As for all the “special dances,” we have friends and family in attendance who are single, married, living together, engaged, in long-term, committed relationships, in new relationships, etc., and frankly, as long as everyone is happy, I want all of that to be celebrated rather than to only recognize those who are married. I know a wedding is “about marriage,” but really, I see my wedding as being “about me,” AHEM… “about us,” and our friends and family who want to be there with us regardless of what marital status box they are checking on a tax form.
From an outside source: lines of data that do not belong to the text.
//! One tick: load the retained snapshots, then drive the four sub-pipelines
//! independently through detect -> dispatch -> persist.
//!
//! Each sub-pipeline diffs the latest snapshot against the one it last
//! completed, so snapshots appended between ticks are never skipped.
//!
//! Each sub-pipeline runs on its own task. An error or panic in one is logged,
//! recorded in the state file and reported, but never stops the others.

use std::collections::BTreeMap;
use std::sync::Arc;

use anyhow::Context;
use chrono::{DateTime, Utc};
use metrics::{counter, gauge};
use serde::{Deserialize, Serialize};

use crate::analysis::SharedAnalyst;
use crate::change_detector::{self, ChangeSet};
use crate::config::AppConfig;
use crate::dispatch::Dispatcher;
use crate::history::ResultPersister;
use crate::pipelines::{
    CalendarPipeline, FundamentalsPipeline, NewsPipeline, PipelineDeps, RetryScope, RiskPipeline,
    RunSummary, SubPipeline, TickContext,
};
use crate::snapshot::{Snapshot, SnapshotStore};
use crate::sources::PipelineKind;
use crate::state::{Phase, StateStore, SubPipelineState};

/// Result of one sub-pipeline in one tick.
#[derive(Debug, Clone, PartialEq, Serialize, Deserialize)]
#[serde(tag = "outcome", rename_all = "snake_case")]
pub enum PipelineOutcome {
    /// Nothing in the snapshot store yet.
    NoSnapshot,
    /// Empty stale set; nothing dispatched, nothing written.
    NoUpdate,
    Updated(RunSummary),
    Failed { error: String },
}

impl PipelineOutcome {
    pub fn label(&self) -> &'static str {
        match self {
            PipelineOutcome::NoSnapshot => "no_snapshot",
            PipelineOutcome::NoUpdate => "no_change",
            PipelineOutcome::Updated(s) if s.failed_keys.is_empty() => "updated",
            PipelineOutcome::Updated(_) => "partial",
            PipelineOutcome::Failed { .. } => "failed",
        }
    }

    /// Units dispatched for this outcome.
    pub fn dispatched(&self) -> usize {
        match self {
            PipelineOutcome::Updated(s) => s.dispatched,
            _ => 0,
        }
    }
}

#[derive(Debug, Clone, PartialEq, Serialize, Deserialize)]
pub struct TickReport {
    /// Timestamp of the snapshot this tick processed.
    pub snapshot: Option<DateTime<Utc>>,
    pub pipelines: BTreeMap<PipelineKind, PipelineOutcome>,
}

impl TickReport {
    pub fn dispatched(&self) -> usize {
        self.pipelines.values().map(PipelineOutcome::dispatched).sum()
    }
}

pub struct PipelineOrchestrator {
    snapshots: SnapshotStore,
    state: Arc<StateStore>,
    news: Arc<NewsPipeline>,
    risk: Arc<RiskPipeline>,
    calendar: Arc<CalendarPipeline>,
    fundamentals: Arc<FundamentalsPipeline>,
}

impl PipelineOrchestrator {
    pub fn new(cfg: &AppConfig, analyst: SharedAnalyst) -> anyhow::Result<Self> {
        let state = StateStore::open(cfg.state_path()).context("opening pipeline state")?;
        let persister = ResultPersister::new(cfg.history_dir(), cfg.history_limit);
        let dispatcher = Dispatcher::new(cfg.retry, cfg.concurrency);
        let deps = |kind: PipelineKind| PipelineDeps {
            analyst: analyst.clone(),
            persister: persister.clone(),
            dispatcher: dispatcher.labeled(kind.as_str()),
            policy: cfg.failure_policy.for_kind(kind),
        };

        tracing::info!(
            data_dir = %cfg.data_dir.display(),
            analyst = analyst.name(),
            pairs = cfg.pairs.len(),
            "pipeline orchestrator ready"
        );

        Ok(Self {
            snapshots: SnapshotStore::new(cfg.snapshot_path(), cfg.snapshot_limit),
            state: Arc::new(state),
            news: Arc::new(NewsPipeline::new(deps(PipelineKind::News), cfg.flash_limit)),
            risk: Arc::new(RiskPipeline::new(deps(PipelineKind::RiskSentiment))),
            calendar: Arc::new(CalendarPipeline::new(deps(PipelineKind::Calendar))),
            fundamentals: Arc::new(FundamentalsPipeline::new(
                deps(PipelineKind::Fundamentals),
                cfg.pairs.clone(),
            )),
        })
    }

    pub fn snapshots(&self) -> &SnapshotStore {
        &self.snapshots
    }

    pub fn state(&self) -> &Arc<StateStore> {
        &self.state
    }

    /// Run one tick. Only a broken snapshot store fails the whole tick.
    pub async fn tick(&self) -> anyhow::Result<TickReport> {
        counter!("pipeline_ticks_total").increment(1);
        gauge!("pipeline_last_tick_ts").set(Utc::now().timestamp() as f64);

        let history: Arc<Vec<Arc<Snapshot>>> = Arc::new(
            self.snapshots
                .load()
                .context("loading snapshots")?
                .into_iter()
                .map(Arc::new)
                .collect(),
        );
        let Some(curr) = history.last() else {
            tracing::info!(path = %self.snapshots.path().display(), "no snapshot yet, nothing to do");
            return Ok(TickReport {
                snapshot: None,
                pipelines: PipelineKind::ALL
                    .iter()
                    .map(|k| (*k, PipelineOutcome::NoSnapshot))
                    .collect(),
            });
        };
        let snapshot = Some(curr.timestamp);

        let handles = vec![
            (
                PipelineKind::News,
                tokio::spawn(drive(self.news.clone(), history.clone(), self.state.clone())),
            ),
            (
                PipelineKind::RiskSentiment,
                tokio::spawn(drive(self.risk.clone(), history.clone(), self.state.clone())),
            ),
            (
                PipelineKind::Calendar,
                tokio::spawn(drive(self.calendar.clone(), history.clone(), self.state.clone())),
            ),
            (
                PipelineKind::Fundamentals,
                tokio::spawn(drive(self.fundamentals.clone(), history.clone(), self.state.clone())),
            ),
        ];

        let mut pipelines = BTreeMap::new();
        for (kind, handle) in handles {
            let outcome = match handle.await {
                Ok(outcome) => outcome,
                Err(join) => {
                    let error = format!("sub-pipeline aborted: {join}");
                    tracing::error!(pipeline = %kind, %error, "sub-pipeline panicked");
                    counter!("pipeline_failures_total", "pipeline" => kind.as_str()).increment(1);
                    if let Err(e) = self
                        .state
                        .update(kind, |st| finish(st, "failed"))
                        .await
                    {
                        tracing::error!(pipeline = %kind, error = %e, "could not record failure");
                    }
                    PipelineOutcome::Failed { error }
                }
            };
            pipelines.insert(kind, outcome);
        }

        let report = TickReport { snapshot, pipelines };
        tracing::info!(
            snapshot = ?report.snapshot,
            dispatched = report.dispatched(),
            outcomes = ?report.pipelines.iter().map(|(k, o)| (k.as_str(), o.label())).collect::<Vec<_>>(),
            "tick finished"
        );
        Ok(report)
    }
}

fn finish(st: &mut SubPipelineState, outcome: &str) {
    st.phase = Phase::Idle;
    st.last_run = Some(Utc::now());
    st.last_outcome = Some(outcome.to_string());
}

/// This tick as `kind` sees it: its context against its own baseline, and the
/// keys to work on. `None` only when the store is empty.
fn detect(
    history: &[Arc<Snapshot>],
    st: &SubPipelineState,
    kind: PipelineKind,
) -> Option<(TickContext, ChangeSet)> {
    let curr = history.last()?;
    let prev = st.baseline(history);
    if prev.is_none() && st.processed_snapshot.is_some() {
        tracing::warn!(
            pipeline = %kind,
            processed = ?st.processed_snapshot,
            "last processed snapshot no longer retained, diffing from scratch"
        );
    }
    let changed = if st.has_processed(curr) {
        ChangeSet::new()
    } else {
        change_detector::diff_scoped(prev.as_deref(), curr, kind)
    };
    let queued: ChangeSet = st
        .pending_retry
        .iter()
        .filter(|k| curr.get(k).is_some() && !changed.contains(*k))
        .cloned()
        .collect();

    let mut stale = changed;
    stale.extend(queued.iter().cloned());
    let ctx = TickContext::shared(curr.clone(), prev).with_retry(RetryScope {
        keys: queued,
        units: st.pending_units.clone(),
    });
    Some((ctx, stale))
}

/// Drive one sub-pipeline through its phases, recording each in the state file.
async fn drive<P: SubPipeline>(
    pipeline: Arc<P>,
    history: Arc<Vec<Arc<Snapshot>>>,
    state: Arc<StateStore>,
) -> PipelineOutcome {
    let kind = pipeline.kind();
    match run_phases(pipeline.as_ref(), &history, &state).await {
        Ok(outcome) => outcome,
        Err(e) => {
            let error = format!("{e:#}");
            tracing::error!(pipeline = %kind, %error, "sub-pipeline failed");
            counter!("pipeline_failures_total", "pipeline" => kind.as_str()).increment(1);
            let detected = detect(&history, &state.get(kind).await, kind);
            let recorded = state
                .update(kind, |st| {
                    // the whole stale set is retried next tick, against this snapshot
                    if let Some((ctx, stale)) = detected {
                        st.processed_snapshot = Some(ctx.curr.timestamp);
                        st.snapshot_digest = Some(ctx.curr.digest());
                        st.pending_retry = stale;
                        st.pending_units.clear();
                    }
                    finish(st, "failed");
                })
                .await;
            if let Err(e) = recorded {
                tracing::error!(pipeline = %kind, error = %e, "could not record failure");
            }
            PipelineOutcome::Failed { error }
        }
    }
}

async fn run_phases<P: SubPipeline>(
    pipeline: &P,
    history: &[Arc<Snapshot>],
    state: &StateStore,
) -> anyhow::Result<PipelineOutcome> {
    let kind = pipeline.kind();
    state.enter(kind, Phase::Detecting).await?;
    let st = state.get(kind).await;
    let (ctx, stale) = detect(history, &st, kind).context("snapshot store is empty")?;
    let digest = ctx.curr.digest();

    if stale.is_empty() {
        state.enter(kind, Phase::NoChange).await?;
        state
            .update(kind, |st| {
                st.processed_snapshot = Some(ctx.curr.timestamp);
                st.snapshot_digest = Some(digest);
                st.pending_retry.clear();
                st.pending_units.clear();
                finish(st, "no_change");
            })
            .await?;
        counter!("pipeline_noop_total", "pipeline" => kind.as_str()).increment(1);
        tracing::debug!(pipeline = %kind, "no stale keys");
        return Ok(PipelineOutcome::NoUpdate);
    }

    tracing::info!(
        pipeline = %kind,
        stale = stale.len(),
        retries = ctx.retry.keys.len(),
        baseline = ?ctx.prev.as_ref().map(|p| p.timestamp),
        "dispatching"
    );
    state.enter(kind, Phase::Dispatching).await?;
    let output = pipeline.dispatch(&ctx, &stale).await?;

    state.enter(kind, Phase::Persisting).await?;
    let summary = pipeline.persist(output)?;

    let outcome = PipelineOutcome::Updated(summary.clone());
    let label = outcome.label();
    state
        .update(kind, |st| {
            st.processed_snapshot = Some(ctx.curr.timestamp);
            st.snapshot_digest = Some(digest);
            st.pending_retry = summary.failed_keys.clone();
            st.pending_units = summary.failed_units.clone();
            finish(st, label);
        })
        .await?;
    tracing::info!(
        pipeline = %kind,
        dispatched = summary.dispatched,
        ok = summary.succeeded,
        failed = summary.failed_keys.len(),
        written = summary.written.len(),
        "sub-pipeline updated"
    );
    Ok(outcome)
}

#[cfg(test)]
mod tests {
    use super::*;
    use chrono::TimeZone;
    use serde_json::json;

    fn snap(minute: u32, pairs: &[(&str, serde_json::Value)]) -> Arc<Snapshot> {
        Arc::new(Snapshot::new(
            Utc.with_ymd_and_hms(2024, 5, 1, 12, minute, 0).unwrap(),
            pairs.iter().map(|(k, v)| (k.to_string(), v.clone())).collect(),
        ))
    }

    fn processed(s: &Snapshot) -> SubPipelineState {
        SubPipelineState {
            processed_snapshot: Some(s.timestamp),
            snapshot_digest: Some(s.digest()),
            ..Default::default()
        }
    }

    #[test]
    fn processed_snapshot_only_retries_pending_keys_still_present() {
        let history = vec![
            snap(0, &[("risk.fx", json!(1))]),
            snap(30, &[("risk.fx", json!(2)), ("risk.bonds", json!(3))]),
        ];
        let st = SubPipelineState {
            pending_retry: ["risk.bonds".to_string(), "risk.gone".to_string()].into(),
            ..processed(&history[1])
        };
        let (ctx, stale) = detect(&history, &st, PipelineKind::RiskSentiment).unwrap();
        assert_eq!(stale.into_iter().collect::<Vec<_>>(), vec!["risk.bonds"]);
        assert_eq!(ctx.retry.keys.iter().collect::<Vec<_>>(), vec!["risk.bonds"]);
    }

    #[test]
    fn diff_runs_against_the_last_processed_snapshot() {
        let history = vec![
            snap(0, &[("risk.fx", json!(1)), ("risk.bonds", json!(3))]),
            snap(30, &[("risk.fx", json!(2)), ("risk.bonds", json!(3))]),
            snap(59, &[("risk.fx", json!(2)), ("risk.bonds", json!(3))]),
        ];
        // latest two are equal, but the fx move since the baseline still counts
        let (ctx, stale) = detect(&history, &processed(&history[0]), PipelineKind::RiskSentiment).unwrap();
        assert_eq!(stale.into_iter().collect::<Vec<_>>(), vec!["risk.fx"]);
        assert_eq!(ctx.prev.as_ref().map(|p| p.timestamp), Some(history[0].timestamp));
        assert!(ctx.retry.keys.is_empty());
    }

    #[test]
    fn never_run_or_evicted_baseline_is_a_cold_start() {
        let gone = snap(0, &[("risk.fx", json!(0))]);
        let history = vec![
            snap(30, &[("risk.fx", json!(2)), ("risk.bonds", json!(3))]),
            snap(59, &[("risk.fx", json!(2)), ("risk.bonds", json!(3))]),
        ];
        for st in [SubPipelineState::default(), processed(&gone)] {
            let (ctx, stale) = detect(&history, &st, PipelineKind::RiskSentiment).unwrap();
            assert!(ctx.prev.is_none());
            assert_eq!(stale.len(), 2);
        }
        assert!(detect(&[], &SubPipelineState::default(), PipelineKind::Calendar).is_none());
    }

    #[test]
    fn changed_pending_key_is_not_treated_as_a_retry() {
        let history = vec![
            snap(0, &[("fundamental.usd.NFP", json!(150))]),
            snap(30, &[("fundamental.usd.NFP", json!(175))]),
        ];
        let st = SubPipelineState {
            pending_retry: ["fundamental.usd.NFP".to_string()].into(),
            pending_units: ["USD/JPY".to_string()].into(),
            ..processed(&history[0])
        };
        let (ctx, stale) = detect(&history, &st, PipelineKind::Fundamentals).unwrap();
        assert_eq!(stale.len(), 1);
        assert!(ctx.retry.keys.is_empty());
        assert!(ctx.retry.allows("fundamental.usd.NFP", "EUR/USD"));
    }
}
And yes, no bouquet toss. Five years ago, I would have done it, without question. But more and more, when I’ve been at weddings in the last year or two, it’s not been something I’ve wanted to participate in, and really, it’s always caught by some 10-year-old anyway, so what’s the point? The garter was a non-negotiable. It was never going to happen. Period. End of story.
I hope I’ve not offended anyone. That’s not my intent. This is my wedding, and these are my choices, based largely on our family situations and the style of our reception. I love you all, and if I went to your wedding, it was beautiful (there’s one friend in particular who I keep stealing wedding ideas from, shhhhhh….) and I had a blast, guaranteed, despite the scene I made when I wrestled the bouquet from that junior bridesmaid. Sorry about that.
God, why did I just go into all that?
Anyway, now that everyone thinks I’m anti-family and bouquet tossing, I need your help to build my play list. Tell me, via comments, if you’re at a wedding, what song will get you on to the dance floor?
And don’t make me look like a fool by not commenting, k?